■ ACTION ITEM: Could you retype the listing beneath, keeping each line exactly as it is?

■ SUPPLIED DATA:

=-=-=

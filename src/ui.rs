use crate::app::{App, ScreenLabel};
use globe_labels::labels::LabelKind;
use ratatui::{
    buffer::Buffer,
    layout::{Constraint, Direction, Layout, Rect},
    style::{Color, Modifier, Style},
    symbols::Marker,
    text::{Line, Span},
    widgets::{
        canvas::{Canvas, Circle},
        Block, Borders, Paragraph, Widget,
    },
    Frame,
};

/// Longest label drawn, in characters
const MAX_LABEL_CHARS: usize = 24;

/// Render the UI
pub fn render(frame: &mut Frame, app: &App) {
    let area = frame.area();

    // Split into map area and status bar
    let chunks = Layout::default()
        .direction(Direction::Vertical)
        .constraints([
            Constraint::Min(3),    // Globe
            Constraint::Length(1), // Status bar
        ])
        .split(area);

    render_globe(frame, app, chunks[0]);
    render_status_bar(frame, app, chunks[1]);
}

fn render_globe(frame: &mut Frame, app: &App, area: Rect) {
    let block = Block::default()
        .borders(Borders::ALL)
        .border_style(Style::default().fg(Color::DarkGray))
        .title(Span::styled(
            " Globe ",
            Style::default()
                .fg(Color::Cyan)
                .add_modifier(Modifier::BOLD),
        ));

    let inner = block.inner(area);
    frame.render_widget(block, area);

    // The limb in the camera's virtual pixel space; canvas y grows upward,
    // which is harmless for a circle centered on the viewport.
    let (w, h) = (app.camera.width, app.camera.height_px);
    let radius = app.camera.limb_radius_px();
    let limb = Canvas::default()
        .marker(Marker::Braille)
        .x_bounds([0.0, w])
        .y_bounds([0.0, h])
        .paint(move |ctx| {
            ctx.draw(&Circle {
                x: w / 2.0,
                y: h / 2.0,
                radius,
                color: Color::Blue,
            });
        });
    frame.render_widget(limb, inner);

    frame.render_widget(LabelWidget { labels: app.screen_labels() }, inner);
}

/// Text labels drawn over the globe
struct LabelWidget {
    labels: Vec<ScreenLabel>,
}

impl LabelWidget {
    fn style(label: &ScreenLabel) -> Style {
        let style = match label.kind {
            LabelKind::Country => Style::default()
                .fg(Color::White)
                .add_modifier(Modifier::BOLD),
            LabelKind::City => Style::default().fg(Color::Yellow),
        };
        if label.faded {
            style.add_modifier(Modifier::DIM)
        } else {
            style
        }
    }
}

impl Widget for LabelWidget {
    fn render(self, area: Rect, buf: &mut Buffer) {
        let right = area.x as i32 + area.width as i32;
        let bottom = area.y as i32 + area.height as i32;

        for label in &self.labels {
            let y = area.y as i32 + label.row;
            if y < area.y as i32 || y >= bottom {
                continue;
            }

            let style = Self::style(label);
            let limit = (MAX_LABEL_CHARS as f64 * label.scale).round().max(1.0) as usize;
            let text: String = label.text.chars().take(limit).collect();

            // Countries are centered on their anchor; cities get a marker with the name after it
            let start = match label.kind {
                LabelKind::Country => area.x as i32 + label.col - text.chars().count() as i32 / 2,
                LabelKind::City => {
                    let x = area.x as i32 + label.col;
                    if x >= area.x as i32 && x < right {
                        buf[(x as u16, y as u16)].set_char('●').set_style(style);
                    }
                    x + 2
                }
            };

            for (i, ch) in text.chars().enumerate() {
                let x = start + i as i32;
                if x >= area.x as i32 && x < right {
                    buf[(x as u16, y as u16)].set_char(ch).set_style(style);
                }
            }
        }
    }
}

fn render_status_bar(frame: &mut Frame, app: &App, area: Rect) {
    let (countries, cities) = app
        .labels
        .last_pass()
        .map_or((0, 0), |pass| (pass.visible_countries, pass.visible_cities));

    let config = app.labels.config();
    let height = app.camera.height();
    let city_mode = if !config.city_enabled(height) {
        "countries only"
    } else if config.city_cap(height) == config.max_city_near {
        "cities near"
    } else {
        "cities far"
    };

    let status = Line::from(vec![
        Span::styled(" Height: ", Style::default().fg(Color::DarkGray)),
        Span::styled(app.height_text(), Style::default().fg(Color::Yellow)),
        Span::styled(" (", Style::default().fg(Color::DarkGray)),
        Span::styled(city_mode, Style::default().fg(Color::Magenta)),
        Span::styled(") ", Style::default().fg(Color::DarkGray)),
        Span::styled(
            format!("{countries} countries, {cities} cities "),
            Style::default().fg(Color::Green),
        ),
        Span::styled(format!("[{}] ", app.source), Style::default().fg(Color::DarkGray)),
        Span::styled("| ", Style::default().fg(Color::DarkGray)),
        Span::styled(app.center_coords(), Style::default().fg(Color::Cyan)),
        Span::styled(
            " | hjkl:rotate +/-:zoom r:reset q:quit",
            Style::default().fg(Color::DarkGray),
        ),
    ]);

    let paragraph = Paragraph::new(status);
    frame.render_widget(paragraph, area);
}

=-=-=

■ RESPONSE AREA:
filename src/ui.rs
use crate::app::{App, ScreenLabel};
use globe_labels::labels::LabelKind;
use ratatui::{
    buffer::Buffer,
    layout::{Constraint, Direction, Layout, Rect},
    style::{Color, Modifier, Style},
    symbols::Marker,
    text::{Line, Span},
    widgets::{
        canvas::{Canvas, Circle},
        Block, Borders, Paragraph, Widget,
    },
    Frame,
};

/// Longest label drawn, in characters
const MAX_LABEL_CHARS: usize = 24;

/// Render the UI
pub fn render(frame: &mut Frame, app: &App) {
    let area = frame.area();

    // Split into map area and status bar
    let chunks = Layout::default()
        .direction(Direction::Vertical)
        .constraints([
            Constraint::Min(3),    // Globe
            Constraint::Length(1), // Status bar
        ])
        .split(area);

    render_globe(frame, app, chunks[0]);
    render_status_bar(frame, app, chunks[1]);
}

fn render_globe(frame: &mut Frame, app: &App, area: Rect) {
    let block = Block::default()
        .borders(Borders::ALL)
        .border_style(Style::default().fg(Color::DarkGray))
        .title(Span::styled(
            " Globe ",
            Style::default()
                .fg(Color::Cyan)
                .add_modifier(Modifier::BOLD),
        ));

    let inner = block.inner(area);
    frame.render_widget(block, area);

    // The limb in the camera's virtual pixel space; canvas y grows upward,
    // which is harmless for a circle centered on the viewport.
    let (w, h) = (app.camera.width, app.camera.height_px);
    let radius = app.camera.limb_radius_px();
    let limb = Canvas::default()
        .marker(Marker::Braille)
        .x_bounds([0.0, w])
        .y_bounds([0.0, h])
        .paint(move |ctx| {
            ctx.draw(&Circle {
                x: w / 2.0,
                y: h / 2.0,
                radius,
                color: Color::Blue,
            });
        });
    frame.render_widget(limb, inner);

    frame.render_widget(LabelWidget { labels: app.screen_labels() }, inner);
}

/// Text labels drawn over the globe
struct LabelWidget {
    labels: Vec<ScreenLabel>,
}

impl LabelWidget {
    fn style(label: &ScreenLabel) -> Style {
        let style = match label.kind {
            LabelKind::Country => Style::default()
                .fg(Color::White)
                .add_modifier(Modifier::BOLD),
            LabelKind::City => Style::default().fg(Color::Yellow),
        };
        if label.faded {
            style.add_modifier(Modifier::DIM)
        } else {
            style
        }
    }
}

impl Widget for LabelWidget {
    fn render(self, area: Rect, buf: &mut Buffer) {
        let right = area.x as i32 + area.width as i32;
        let bottom = area.y as i32 + area.height as i32;

        for label in &self.labels {
            let y = area.y as i32 + label.row;
            if y < area.y as i32 || y >= bottom {
                continue;
            }

            let style = Self::style(label);
            let limit = (MAX_LABEL_CHARS as f64 * label.scale).round().max(1.0) as usize;
            let text: String = label.text.chars().take(limit).collect();

            // Countries are centered on their anchor; cities get a marker with the name after it
            let start = match label.kind {
                LabelKind::Country => area.x as i32 + label.col - text.chars().count() as i32 / 2,
                LabelKind::City => {
                    let x = area.x as i32 + label.col;
                    if x >= area.x as i32 && x < right {
                        buf[(x as u16, y as u16)].set_char('●').set_style(style);
                    }
                    x + 2
                }
            };

            for (i, ch) in text.chars().enumerate() {
                let x = start + i as i32;
                if x >= area.x as i32 && x < right {
                    buf[(x as u16, y as u16)].set_char(ch).set_style(style);
                }
            }
        }
    }
}

fn render_status_bar(frame: &mut Frame, app: &App, area: Rect) {
    let (countries, cities) = app
        .labels
        .last_pass()
        .map_or((0, 0), |pass| (pass.visible_countries, pass.visible_cities));

    let config = app.labels.config();
    let height = app.camera.height();
    let city_mode = if !config.city_enabled(height) {
        "countries only"
    } else if config.city_cap(height) == config.max_city_near {
        "cities near"
    } else {
        "cities far"
    };

    let status = Line::from(vec![
        Span::styled(" Height: ", Style::default().fg(Color::DarkGray)),
        Span::styled(app.height_text(), Style::default().fg(Color::Yellow)),
        Span::styled(" (", Style::default().fg(Color::DarkGray)),
        Span::styled(city_mode, Style::default().fg(Color::Magenta)),
        Span::styled(") ", Style::default().fg(Color::DarkGray)),
        Span::styled(
            format!("{countries} countries, {cities} cities "),
            Style::default().fg(Color::Green),
        ),
        Span::styled(format!("[{}] ", app.source), Style::default().fg(Color::DarkGray)),
        Span::styled("| ", Style::default().fg(Color::DarkGray)),
        Span::styled(app.center_coords(), Style::default().fg(Color::Cyan)),
        Span::styled(
            " | hjkl:rotate +/-:zoom r:reset q:quit",
            Style::default().fg(Color::DarkGray),
        ),
    ]);

    let paragraph = Paragraph::new(status);
    frame.render_widget(paragraph, area);
}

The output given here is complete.